Ok, I realize that’s four places. However, this last place in particular is extremely important to me. Just as Dean wants to share the people, places and experiences that shaped him after architecture school, I too want to share a place that forever changed me and how I view the world. That experience is the catalyst for this year long trip and one that wouldn’t have been possible without the company that I’ve been privileged to be a part of for the last nine years.

As is sit here reflecting on this next chapter in my life, preparing for my final days of work for a whole year (holy cow!), the fear is still present but is starting to be overshadowed by a completely opposite feeling – gratitude.

I remember graduating from college in my early 20’s, ready to take on the world with the illusion that building a successful career, working my way up the corporate ladder and making a lot of money were the keys to a happy life. This is what you’re supposed to do, right; The American Dream? What no one told me (or if they did, I definitely wasn’t listening), is that happiness doesn’t come from your bank account, career success, being a better salesperson than your peers, the car you drive, or the house you own. Happiness, for me, is the good health of you and your loved ones, making a difference in the lives of those around you, and creating every opportunity to share experiences with people who are important in your life. What a change for that 26 year old working 60+ hour weeks, missing family holidays or a friends’ weddings because work was more important.

I didn’t come to this realization out of the blue one day. This was a long, often painful process, and one in which I’m still working to improve daily.

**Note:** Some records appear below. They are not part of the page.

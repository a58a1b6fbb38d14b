use serde::{Deserialize, Serialize};
use uuid::Uuid;

// User identity = opaque id issued by the authentication backend
#[derive(Debug, Clone, Serialize, Deserialize, PartialEq, Eq, Hash, PartialOrd, Ord, Default)]
#[serde(transparent)]
pub struct UserId(pub String);

impl UserId {
    pub fn new(id: impl Into<String>) -> Self {
        Self(id.into())
    }

    pub fn as_str(&self) -> &str {
        &self.0
    }

    pub fn is_empty(&self) -> bool {
        self.0.trim().is_empty()
    }

    /// Key of this user's record under the realtime `presence` path.
    pub fn presence_key(&self) -> String {
        format!("{}/{}", crate::constants::PRESENCE_PATH, self.0)
    }
}

impl std::fmt::Display for UserId {
    fn fmt(&self, f: &mut std::fmt::Formatter<'_>) -> std::fmt::Result {
        f.write_str(&self.0)
    }
}

impl From<&str> for UserId {
    fn from(s: &str) -> Self {
        Self(s.to_string())
    }
}

#[derive(Debug, Clone, Serialize, Deserialize, PartialEq, Eq, Hash, PartialOrd, Ord)]
#[serde(transparent)]
pub struct ChannelId(pub String);

impl ChannelId {
    pub fn new() -> Self {
        Self(Uuid::new_v4().to_string())
    }

    pub fn as_str(&self) -> &str {
        &self.0
    }
}

impl Default for ChannelId {
    fn default() -> Self {
        Self::new()
    }
}

impl std::fmt::Display for ChannelId {
    fn fmt(&self, f: &mut std::fmt::Formatter<'_>) -> std::fmt::Result {
        f.write_str(&self.0)
    }
}

impl From<&str> for ChannelId {
    fn from(s: &str) -> Self {
        Self(s.to_string())
    }
}

#[derive(Debug, Clone, Serialize, Deserialize, PartialEq, Eq, Hash, PartialOrd, Ord)]
#[serde(transparent)]
pub struct MessageId(pub String);

impl MessageId {
    pub fn new() -> Self {
        Self(Uuid::new_v4().to_string())
    }

    pub fn as_str(&self) -> &str {
        &self.0
    }
}

impl Default for MessageId {
    fn default() -> Self {
        Self::new()
    }
}

impl std::fmt::Display for MessageId {
    fn fmt(&self, f: &mut std::fmt::Formatter<'_>) -> std::fmt::Result {
        f.write_str(&self.0)
    }
}

impl From<&str> for MessageId {
    fn from(s: &str) -> Self {
        Self(s.to_string())
    }
}

#[cfg(test)]
mod tests {
    use super::*;

    #[test]
    fn presence_key_is_scoped_under_presence_path() {
        assert_eq!(UserId::from("u1").presence_key(), "presence/u1");
    }

    #[test]
    fn blank_user_id_is_empty() {
        assert!(UserId::from("  ").is_empty());
        assert!(!UserId::from("u1").is_empty());
    }
}
//! v001 -- Initial schema creation.
//!
//! One table per document collection, plus `channel_members` holding each
//! channel's ordered member list.

use rusqlite::Connection;

const UP_SQL: &str = r#"
-- ----------------------------------------------------------------
-- Users
-- ----------------------------------------------------------------
CREATE TABLE IF NOT EXISTS users (
    uid        TEXT PRIMARY KEY NOT NULL,
    user_name  TEXT NOT NULL DEFAULT '',
    email      TEXT NOT NULL DEFAULT '',
    photo_url  TEXT NOT NULL DEFAULT '',
    status     TEXT,                          -- online / offline / away
    role       TEXT,                          -- user / admin / moderator / guest
    created_at TEXT NOT NULL                  -- RFC-3339, UTC, microseconds
);

-- ----------------------------------------------------------------
-- Channels
-- ----------------------------------------------------------------
CREATE TABLE IF NOT EXISTS channels (
    id                TEXT PRIMARY KEY NOT NULL,
    is_channel        INTEGER NOT NULL DEFAULT 0,   -- boolean 0/1
    is_direct_message INTEGER NOT NULL DEFAULT 0,   -- boolean 0/1
    name              TEXT NOT NULL DEFAULT '',
    description       TEXT NOT NULL DEFAULT '',
    created_by        TEXT NOT NULL,
    created_at        TEXT NOT NULL,
    updated_at        TEXT NOT NULL
);

CREATE TABLE IF NOT EXISTS channel_members (
    channel_id TEXT NOT NULL,
    position   INTEGER NOT NULL,              -- preserves member order
    user_id    TEXT NOT NULL,

    PRIMARY KEY (channel_id, position),
    FOREIGN KEY (channel_id) REFERENCES channels(id) ON DELETE CASCADE
);

CREATE INDEX IF NOT EXISTS idx_channel_members_user ON channel_members(user_id);

-- ----------------------------------------------------------------
-- Messages
-- ----------------------------------------------------------------
CREATE TABLE IF NOT EXISTS messages (
    channel_id TEXT NOT NULL,
    id         TEXT NOT NULL,
    author_id  TEXT NOT NULL,
    content    TEXT NOT NULL DEFAULT '',
    time       TEXT NOT NULL,
    has_thread INTEGER NOT NULL DEFAULT 0,    -- boolean 0/1

    PRIMARY KEY (channel_id, id),
    FOREIGN KEY (channel_id) REFERENCES channels(id) ON DELETE CASCADE
);

CREATE INDEX IF NOT EXISTS idx_messages_channel_time ON messages(channel_id, time ASC);

-- ----------------------------------------------------------------
-- Thread replies
-- ----------------------------------------------------------------
CREATE TABLE IF NOT EXISTS thread_replies (
    channel_id TEXT NOT NULL,
    parent_id  TEXT NOT NULL,
    id         TEXT NOT NULL,
    author_id  TEXT NOT NULL,
    content    TEXT NOT NULL DEFAULT '',
    time       TEXT NOT NULL,

    PRIMARY KEY (channel_id, parent_id, id),
    FOREIGN KEY (channel_id, parent_id) REFERENCES messages(channel_id, id) ON DELETE CASCADE
);
"#;

/// Apply the initial migration.
pub fn up(conn: &Connection) -> Result<(), rusqlite::Error> {
    conn.execute_batch(UP_SQL)
}
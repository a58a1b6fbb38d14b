use huddle_store::StoreError;
use thiserror::Error;

#[derive(Error, Debug)]
pub enum SearchError {
    /// A read against the document store failed.
    #[error("Store error: {0}")]
    Store(#[from] StoreError),
}
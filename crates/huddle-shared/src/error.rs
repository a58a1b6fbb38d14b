use thiserror::Error;

/// Errors raised while parsing model values from text.
#[derive(Error, Debug, Clone, PartialEq, Eq)]
pub enum ModelError {
    #[error("Unknown presence status: {0}")]
    UnknownStatus(String),

    #[error("Unknown role: {0}")]
    UnknownRole(String),
}
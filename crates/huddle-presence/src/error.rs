use thiserror::Error;

#[derive(Error, Debug, Clone, PartialEq, Eq)]
pub enum PresenceError {
    /// The realtime store rejected a read or write.
    #[error("Presence store error: {0}")]
    Store(String),

    /// The driver task has exited and no longer accepts events.
    #[error("Presence driver stopped")]
    DriverStopped,

    #[error("Unknown presence event: {0}")]
    UnknownEvent(String),
}
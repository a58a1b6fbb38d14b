//! # huddle-search
//!
//! Search over users, channels, messages, direct messages and thread
//! replies.
//!
//! A term may carry a sigil: `#` restricts the search to channels and `@`
//! to users.  Without one, [`SearchAggregator`] fans out to all five
//! categories concurrently.  Each category fails on its own: an error is
//! logged and that category comes back empty while the others still
//! report.

pub mod aggregator;
pub mod error;
pub mod results;
pub mod scope;
pub mod users;

pub use aggregator::SearchAggregator;
pub use error::SearchError;
pub use results::{CategorizedSearchResults, ChannelHit, MessageHit, SearchResult, UserHit};
pub use scope::{parse_term, SearchScope};
pub use users::UserDirectory;
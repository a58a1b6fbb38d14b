//! # huddle-presence
//!
//! Client-side presence tracking.
//!
//! Browser-style environment signals (connectivity, focus, visibility,
//! input activity, unload) are fed as [`PresenceEvent`]s into a
//! deterministic [`PresenceMachine`].  The machine owns every debounce and
//! the away timeout as explicit [`Deferred`] timers and answers with
//! [`PresenceCommand`]s; [`spawn_presence`] runs it on a tokio task and
//! carries those commands out against a [`PresenceStore`].
//!
//! The read side is a single [`PresenceCache`] fed from one subscription to
//! the whole presence table.

pub mod cache;
pub mod config;
pub mod driver;
pub mod error;
pub mod event;
pub mod machine;
pub mod memory;
pub mod store;
pub mod timer;

pub use cache::PresenceCache;
pub use config::PresenceConfig;
pub use driver::{spawn_presence, PresenceHandle};
pub use error::PresenceError;
pub use event::PresenceEvent;
pub use machine::{PresenceCommand, PresenceMachine};
pub use memory::MemoryPresenceStore;
pub use store::{PresenceStore, PresenceTable};
pub use timer::{Deferred, DeferredState};
//! # huddle-shared
//!
//! Data model shared by every huddle crate: user identities, presence
//! records, channel records, messages and thread replies, plus the id
//! newtypes and timing constants the rest of the workspace agrees on.

pub mod constants;
pub mod error;
pub mod models;
pub mod types;

pub use error::ModelError;
pub use models::*;
pub use types::{ChannelId, MessageId, UserId};
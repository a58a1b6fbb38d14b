//! Whole-store snapshots, used to seed the local replica from an export of
//! the hosted collections and to dump it back out.

use huddle_shared::{ChannelId, ChannelRecord, Message, MessageId, ThreadReply, UserIdentity};
use serde::{Deserialize, Serialize};

use crate::database::Database;
use crate::error::Result;

/// Flattened contents of every collection.
#[derive(Debug, Clone, Default, PartialEq, Eq, Serialize, Deserialize)]
#[serde(default, rename_all = "camelCase")]
pub struct Snapshot {
    pub users: Vec<UserIdentity>,
    pub channels: Vec<ChannelRecord>,
    pub messages: Vec<SnapshotMessage>,
    pub thread_replies: Vec<SnapshotReply>,
}

#[derive(Debug, Clone, PartialEq, Eq, Serialize, Deserialize)]
#[serde(rename_all = "camelCase")]
pub struct SnapshotMessage {
    pub channel_id: ChannelId,
    #[serde(flatten)]
    pub message: Message,
}

#[derive(Debug, Clone, PartialEq, Eq, Serialize, Deserialize)]
#[serde(rename_all = "camelCase")]
pub struct SnapshotReply {
    pub channel_id: ChannelId,
    pub parent_id: MessageId,
    #[serde(flatten)]
    pub reply: ThreadReply,
}

impl Snapshot {
    pub fn from_json(json: &str) -> Result<Self> {
        Ok(serde_json::from_str(json)?)
    }

    pub fn to_json(&self) -> Result<String> {
        Ok(serde_json::to_string_pretty(self)?)
    }

    pub fn is_empty(&self) -> bool {
        self.users.is_empty()
            && self.channels.is_empty()
            && self.messages.is_empty()
            && self.thread_replies.is_empty()
    }
}

impl Database {
    /// Load a snapshot.  Users and channels are upserted; messages and
    /// replies are inserted, so importing the same snapshot twice fails on
    /// the first duplicate message.
    pub fn import_snapshot(&self, snapshot: &Snapshot) -> Result<()> {
        for user in &snapshot.users {
            self.upsert_user(user)?;
        }
        for channel in &snapshot.channels {
            self.upsert_channel(channel)?;
        }
        for entry in &snapshot.messages {
            self.insert_message(&entry.channel_id, &entry.message)?;
        }
        for entry in &snapshot.thread_replies {
            self.insert_thread_reply(&entry.channel_id, &entry.parent_id, &entry.reply)?;
        }

        tracing::info!(
            users = snapshot.users.len(),
            channels = snapshot.channels.len(),
            messages = snapshot.messages.len(),
            replies = snapshot.thread_replies.len(),
            "snapshot imported"
        );
        Ok(())
    }

    /// Export every collection into a [`Snapshot`].
    pub fn export_snapshot(&self) -> Result<Snapshot> {
        let users = self.list_users()?;
        let channels = self.list_channels()?;

        let mut messages = Vec::new();
        let mut thread_replies = Vec::new();
        for channel in &channels {
            for message in self.list_messages(&channel.channel_id)? {
                if message.has_thread {
                    for reply in self.list_thread_replies(&channel.channel_id, &message.message_id)? {
                        thread_replies.push(SnapshotReply {
                            channel_id: channel.channel_id.clone(),
                            parent_id: message.message_id.clone(),
                            reply,
                        });
                    }
                }
                messages.push(SnapshotMessage {
                    channel_id: channel.channel_id.clone(),
                    message,
                });
            }
        }

        Ok(Snapshot {
            users,
            channels,
            messages,
            thread_replies,
        })
    }
}
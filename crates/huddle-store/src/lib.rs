//! # huddle-store
//!
//! Read access to the hosted document database, behind the
//! [`DocumentStore`] trait.
//!
//! Two implementations ship with the crate: [`MemoryDocumentStore`] for
//! tests and embedding, and [`SqliteDocumentStore`], a local SQLite replica
//! of the `users`, `channels`, `messages` and `thread` collections.  The
//! replica wraps a synchronous [`Database`] handle whose typed CRUD helpers
//! live next to each collection's schema.

pub mod channels;
pub mod database;
pub mod document;
pub mod memory;
pub mod messages;
pub mod migrations;
pub mod snapshot;
pub mod threads;
pub mod users;

mod error;

pub use database::Database;
pub use document::{DocumentStore, SqliteDocumentStore};
pub use error::{Result, StoreError};
pub use memory::{Collection, MemoryDocumentStore};
pub use snapshot::{Snapshot, SnapshotMessage, SnapshotReply};
//! Async driver running a [`PresenceMachine`] against a [`PresenceStore`].
//!
//! Events arrive over an mpsc channel; the loop sleeps until either the next
//! event or the machine's next deadline.  Store calls are spawned and never
//! awaited by the loop: a failed write is logged and left for the next
//! qualifying event (or the store's disconnect rule) to correct.

use std::sync::Arc;

use huddle_shared::{PresenceStatus, UserId};
use tokio::sync::mpsc;
use tokio::task::JoinHandle;
use tokio::time::{sleep_until, Instant};
use tracing::{debug, info, warn};

use crate::config::PresenceConfig;
use crate::error::PresenceError;
use crate::event::PresenceEvent;
use crate::machine::{PresenceCommand, PresenceMachine};
use crate::store::PresenceStore;

const EVENT_QUEUE_DEPTH: usize = 64;

/// Handle to a running presence driver.
pub struct PresenceHandle {
    event_tx: mpsc::Sender<PresenceEvent>,
    task: JoinHandle<()>,
}

impl PresenceHandle {
    pub async fn send(&self, event: PresenceEvent) -> Result<(), PresenceError> {
        self.event_tx
            .send(event)
            .await
            .map_err(|_| PresenceError::DriverStopped)
    }

    /// Stop accepting events and wait for the loop to drain.
    pub async fn shutdown(self) {
        drop(self.event_tx);
        if let Err(e) = self.task.await {
            warn!(error = %e, "Presence driver task failed");
        }
    }
}

/// Spawn the presence loop for `uid`.
pub fn spawn_presence<S>(store: Arc<S>, uid: UserId, config: PresenceConfig) -> PresenceHandle
where
    S: PresenceStore + 'static,
{
    let (event_tx, event_rx) = mpsc::channel(EVENT_QUEUE_DEPTH);
    let machine = PresenceMachine::new(config);

    let task = tokio::spawn(event_loop(store, uid, machine, event_rx));

    PresenceHandle { event_tx, task }
}

async fn event_loop<S>(
    store: Arc<S>,
    uid: UserId,
    mut machine: PresenceMachine,
    mut event_rx: mpsc::Receiver<PresenceEvent>,
) where
    S: PresenceStore + 'static,
{
    info!(user = %uid, "Presence driver started");

    loop {
        let deadline = machine.next_deadline();

        tokio::select! {
            event = event_rx.recv() => {
                let Some(event) = event else { break };
                debug!(user = %uid, ?event, "Presence event");
                let commands = machine.handle(event, Instant::now());
                execute(&store, &uid, commands);
            }
            _ = wait_for(deadline) => {
                let commands = machine.poll(Instant::now());
                execute(&store, &uid, commands);
            }
        }
    }

    info!(user = %uid, "Presence driver stopped");
}

async fn wait_for(deadline: Option<Instant>) {
    match deadline {
        Some(deadline) => sleep_until(deadline).await,
        None => std::future::pending().await,
    }
}

fn execute<S>(store: &Arc<S>, uid: &UserId, commands: Vec<PresenceCommand>)
where
    S: PresenceStore + 'static,
{
    for command in commands {
        let store = Arc::clone(store);
        let uid = uid.clone();

        tokio::spawn(async move {
            let result = match command {
                PresenceCommand::Write(status) => store.set_status(&uid, status).await,
                PresenceCommand::RegisterDisconnectRule => {
                    store.on_disconnect_set(&uid, PresenceStatus::Offline).await
                }
                PresenceCommand::CancelDisconnectRule => store.cancel_on_disconnect(&uid).await,
                PresenceCommand::ResumeIfAway => resume_if_away(store.as_ref(), &uid).await,
            };

            if let Err(e) = result {
                warn!(user = %uid, ?command, error = %e, "Presence update failed");
            }
        });
    }
}

async fn resume_if_away<S>(store: &S, uid: &UserId) -> Result<(), PresenceError>
where
    S: PresenceStore + ?Sized,
{
    match store.get(uid).await? {
        Some(record) if record.status == PresenceStatus::Away => {
            store.set_status(uid, PresenceStatus::Online).await
        }
        _ => Ok(()),
    }
}
//! Direct-message pair deduplication.

use std::collections::HashSet;

use huddle_shared::{ChannelRecord, UserId};
use tracing::debug;

/// Identity of a direct-message conversation: its member ids in sorted
/// order, independent of who created the record.
#[derive(Debug, Clone, PartialEq, Eq, Hash)]
pub struct DmPairKey(Vec<UserId>);

impl DmPairKey {
    pub fn members(&self) -> &[UserId] {
        &self.0
    }
}

impl std::fmt::Display for DmPairKey {
    fn fmt(&self, f: &mut std::fmt::Formatter<'_>) -> std::fmt::Result {
        let joined: Vec<&str> = self.0.iter().map(UserId::as_str).collect();
        f.write_str(&joined.join(":"))
    }
}

/// Dedup key of a direct-message record, or `None` for group channels.
pub fn dm_pair_key(channel: &ChannelRecord) -> Option<DmPairKey> {
    if !channel.is_direct_message() {
        return None;
    }

    let mut members = channel.channel_members.clone();
    members.sort();
    Some(DmPairKey(members))
}

/// Collapse direct-message records that describe the same pair of users.
///
/// The first record seen for a pair wins and input order is otherwise
/// preserved.  Group channels are never considered duplicates.
pub fn remove_duplicate_channels(channels: &[ChannelRecord]) -> Vec<ChannelRecord> {
    let mut seen: HashSet<DmPairKey> = HashSet::new();
    let mut unique = Vec::with_capacity(channels.len());

    for channel in channels {
        match dm_pair_key(channel) {
            Some(key) => {
                if seen.contains(&key) {
                    debug!(channel = %channel.channel_id, pair = %key, "Skipping duplicate direct message");
                    continue;
                }
                seen.insert(key);
                unique.push(channel.clone());
            }
            None => unique.push(channel.clone()),
        }
    }

    unique
}
#[cfg(test)]
mod tests {
    use std::sync::atomic::AtomicBool;

    use async_trait::async_trait;
    use chrono::{Duration, Utc};
    use huddle_presence::PresenceTable;
    use huddle_shared::{ChannelId, MessageId, PresenceRecord, PresenceStatus, Role, ThreadReply, UserIdentity};
    use huddle_store::{Collection, MemoryDocumentStore};
    use tokio::sync::Notify;

    use super::*;

    struct Fixture {
        store: Arc<MemoryDocumentStore>,
        directory: Arc<UserDirectory>,
        search: SearchAggregator,
        general: ChannelId,
        dm: ChannelId,
    }

    fn message(id: &str, author: &str, text: &str, offset_secs: i64) -> Message {
        Message {
            message_id: MessageId::from(id),
            message_author_id: UserId::from(author),
            message_content: text.into(),
            time: Utc::now() + Duration::seconds(offset_secs),
            has_thread: false,
        }
    }

    async fn fixture() -> Fixture {
        let store = Arc::new(MemoryDocumentStore::new());

        store.upsert_user(UserIdentity::new("u1", "alice", "alice@example.com")).await;
        store.upsert_user(UserIdentity::new("u2", "bob", "bob@example.com")).await;
        let mut guest = UserIdentity::new("g1", "Alistair", "");
        guest.role = Some(Role::Guest);
        store.upsert_user(guest).await;

        let mut general = ChannelRecord::group(
            "general",
            "hello everyone",
            UserId::from("u1"),
            vec![UserId::from("u1"), UserId::from("u2")],
        );
        general.channel_id = ChannelId::from("c-general");
        let mut secret = ChannelRecord::group("secret", "", UserId::from("u2"), vec![UserId::from("u2")]);
        secret.channel_id = ChannelId::from("c-secret");
        let mut dm = ChannelRecord::direct_message(UserId::from("u1"), UserId::from("u2"));
        dm.channel_id = ChannelId::from("c-dm");
        let mut notes = ChannelRecord::self_channel(UserId::from("u1"));
        notes.channel_id = ChannelId::from("c-notes");

        for channel in [&general, &secret, &dm, &notes] {
            store.upsert_channel(channel.clone()).await;
        }

        store
            .insert_message(&general.channel_id, message("m1", "u2", "Hello world", 0))
            .await;
        store
            .insert_message(&general.channel_id, message("m2", "u1", "lunch?", 1))
            .await;
        store
            .insert_message(&secret.channel_id, message("m3", "u2", "hello from secret", 2))
            .await;
        store
            .insert_message(&dm.channel_id, message("m4", "u2", "hello alice", 3))
            .await;
        store
            .insert_message(&notes.channel_id, message("m5", "u1", "hello me", 4))
            .await;
        store
            .insert_thread_reply(
                &general.channel_id,
                &MessageId::from("m2"),
                ThreadReply {
                    message_id: MessageId::from("r1"),
                    message_author_id: UserId::from("u2"),
                    message_content: "hello, lunch sounds good".into(),
                    time: Utc::now() + Duration::seconds(5),
                },
            )
            .await;

        let presence = Arc::new(PresenceCache::new());
        let mut table = PresenceTable::new();
        table.insert(
            UserId::from("u2"),
            PresenceRecord::stamped(PresenceStatus::Online, Utc::now()),
        );
        presence.apply_snapshot(table).await;

        let directory = Arc::new(UserDirectory::new(store.clone()));
        let search = SearchAggregator::new(store.clone(), directory.clone(), presence, UserId::from("u1"));

        Fixture {
            store,
            directory,
            search,
            general: general.channel_id,
            dm: dm.channel_id,
        }
    }

    #[tokio::test]
    async fn plain_term_fans_out() {
        let f = fixture().await;
        let results = f.search.search("hello").await;

        assert_eq!(results.channels.len(), 1);
        assert_eq!(results.channels[0].channel_id, f.general);

        // secret is not ours; the self-channel has no other participant
        assert_eq!(results.messages.len(), 1);
        assert_eq!(results.messages[0].message_id, MessageId::from("m1"));
        assert_eq!(results.messages[0].status, Some(PresenceStatus::Online));
        assert_eq!(results.messages[0].channel_name, "general");

        assert_eq!(results.direct_messages.len(), 1);
        assert_eq!(results.direct_messages[0].channel_id, f.dm);
        assert_eq!(results.direct_messages[0].direct_message_user_id, Some(UserId::from("u2")));
        assert_eq!(results.direct_messages[0].direct_message_user_name.as_deref(), Some("bob"));

        assert_eq!(results.threads.len(), 1);
        assert_eq!(results.threads[0].replied_message_id, Some(MessageId::from("m2")));
        assert_eq!(results.threads[0].replier_name.as_deref(), Some("bob"));

        assert!(results.users.is_empty());
    }

    #[tokio::test]
    async fn hash_sigil_searches_channels_only() {
        let f = fixture().await;
        let results = f.search.search("#general").await;

        assert_eq!(results.channels.len(), 1);
        assert_eq!(results.total(), 1);

        let all = f.search.search("#").await;
        assert_eq!(all.channels.len(), 2);
        assert_eq!(all.total(), 2);
    }

    #[tokio::test]
    async fn at_sigil_searches_users_only() {
        let f = fixture().await;
        let results = f.search.search("@ali").await;

        // the guest "Alistair" is never listed
        assert_eq!(results.users.len(), 1);
        assert_eq!(results.users[0].uid, UserId::from("u1"));
        assert_eq!(results.users[0].status, None);
        assert_eq!(results.total(), 1);

        let by_email = f.search.search("@BOB@EXAMPLE").await;
        assert_eq!(by_email.users[0].status, Some(PresenceStatus::Online));
    }

    #[tokio::test]
    async fn blank_term_clears_results() {
        let f = fixture().await;
        assert!(f.search.search("   ").await.is_empty());
    }

    #[tokio::test]
    async fn failing_category_does_not_hide_the_others() {
        let f = fixture().await;
        f.store.fail_on(Collection::Messages).await;

        let results = f.search.search("e").await;
        assert!(results.messages.is_empty());
        assert!(results.direct_messages.is_empty());
        assert!(results.threads.is_empty());
        assert!(!results.channels.is_empty());
        assert!(!results.users.is_empty());
    }

    #[tokio::test]
    async fn unresolved_dm_partner_keeps_id() {
        let f = fixture().await;
        let mut dm = ChannelRecord::direct_message(UserId::from("u1"), UserId::from("ghost"));
        dm.channel_id = ChannelId::from("c-ghost");
        f.store.upsert_channel(dm).await;
        f.store
            .insert_message(&ChannelId::from("c-ghost"), message("m9", "ghost", "boo", 9))
            .await;

        let results = f.search.search("boo").await;
        assert_eq!(results.direct_messages.len(), 1);
        assert_eq!(results.direct_messages[0].direct_message_user_id, Some(UserId::from("ghost")));
        assert_eq!(results.direct_messages[0].direct_message_user_name, None);
        assert!(f.directory.get(&UserId::from("ghost")).await.is_none());
    }

    #[tokio::test]
    async fn sequential_latest_searches_are_kept() {
        let f = fixture().await;
        assert!(f.search.search_latest("hello").await.is_some());
        assert!(f.search.search_latest("lunch").await.is_some());
    }

    #[tokio::test]
    async fn malformed_direct_message_is_not_searched() {
        let f = fixture().await;
        let mut crowd = ChannelRecord::direct_message(UserId::from("u1"), UserId::from("u2"));
        crowd.channel_id = ChannelId::from("c-crowd");
        crowd.channel_members.push(UserId::from("u3"));
        f.store.upsert_channel(crowd).await;
        f.store
            .insert_message(&ChannelId::from("c-crowd"), message("m7", "u3", "secret hello", 7))
            .await;

        let results = f.search.search("secret").await;
        assert!(results.direct_messages.is_empty());
        assert!(results.messages.is_empty());
    }

    #[tokio::test]
    async fn duplicate_direct_message_is_searched_once() {
        let f = fixture().await;
        let mut twin = ChannelRecord::direct_message(UserId::from("u2"), UserId::from("u1"));
        twin.channel_id = ChannelId::from("c-dm-twin");
        f.store.upsert_channel(twin).await;
        f.store
            .insert_message(&ChannelId::from("c-dm-twin"), message("m8", "u2", "hello twin", 8))
            .await;

        let results = f.search.search("hello").await;
        let channels: Vec<_> = results.direct_messages.iter().map(|h| &h.channel_id).collect();
        assert_eq!(channels, vec![&f.dm]);
    }

    /// Store whose next `list_users` call blocks until released.
    struct GatedStore {
        inner: MemoryDocumentStore,
        hold_next: AtomicBool,
        release: Notify,
    }

    #[async_trait]
    impl DocumentStore for GatedStore {
        async fn list_channels(&self) -> huddle_store::Result<Vec<ChannelRecord>> {
            self.inner.list_channels().await
        }

        async fn channels_for_member(&self, uid: &UserId) -> huddle_store::Result<Vec<ChannelRecord>> {
            self.inner.channels_for_member(uid).await
        }

        async fn list_messages(&self, channel_id: &ChannelId) -> huddle_store::Result<Vec<Message>> {
            self.inner.list_messages(channel_id).await
        }

        async fn list_thread_replies(
            &self,
            channel_id: &ChannelId,
            message_id: &MessageId,
        ) -> huddle_store::Result<Vec<ThreadReply>> {
            self.inner.list_thread_replies(channel_id, message_id).await
        }

        async fn list_users(&self) -> huddle_store::Result<Vec<UserIdentity>> {
            if self.hold_next.swap(false, Ordering::SeqCst) {
                self.release.notified().await;
            }
            self.inner.list_users().await
        }

        async fn get_user(&self, uid: &UserId) -> huddle_store::Result<Option<UserIdentity>> {
            self.inner.get_user(uid).await
        }
    }

    #[tokio::test]
    async fn overtaken_search_is_discarded() {
        let inner = MemoryDocumentStore::new();
        inner.upsert_user(UserIdentity::new("u1", "alice", "")).await;
        inner.upsert_user(UserIdentity::new("u2", "bob", "")).await;
        let store = Arc::new(GatedStore {
            inner,
            hold_next: AtomicBool::new(true),
            release: Notify::new(),
        });

        let directory = Arc::new(UserDirectory::new(store.clone()));
        let search = SearchAggregator::new(
            store.clone(),
            directory,
            Arc::new(PresenceCache::new()),
            UserId::from("u1"),
        );

        let newer = async {
            let results = search.search_latest("@bob").await;
            store.release.notify_one();
            results
        };
        let (older, newer) = futures::join!(search.search_latest("@ali"), newer);

        assert_eq!(older, None);
        let newer = newer.unwrap();
        assert_eq!(newer.users.len(), 1);
        assert_eq!(newer.users[0].uid, UserId::from("u2"));
    }
}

Looking back, there are a number of people who helped me on this journey and the most surprising (at least to me), is that a majority are people with whom I’ve worked at Softchoice. People who take the corporate values and live them every day.  People who were able to recognize my weaknesses and cared enough to hold up a mirror, pushing me to be a better professional, and more importantly, a better human being. People who understood that this trip is a once in a lifetime chance for personal growth and allowed me the opportunity to take a leave of absence for a year.

I swear, I didn’t drink the orange Kool-Aid. But I do think it’s important to take a step back and remember that I work for an amazing company, comprised of people who are focused on a common goal, and truly care. And for that, I am grateful.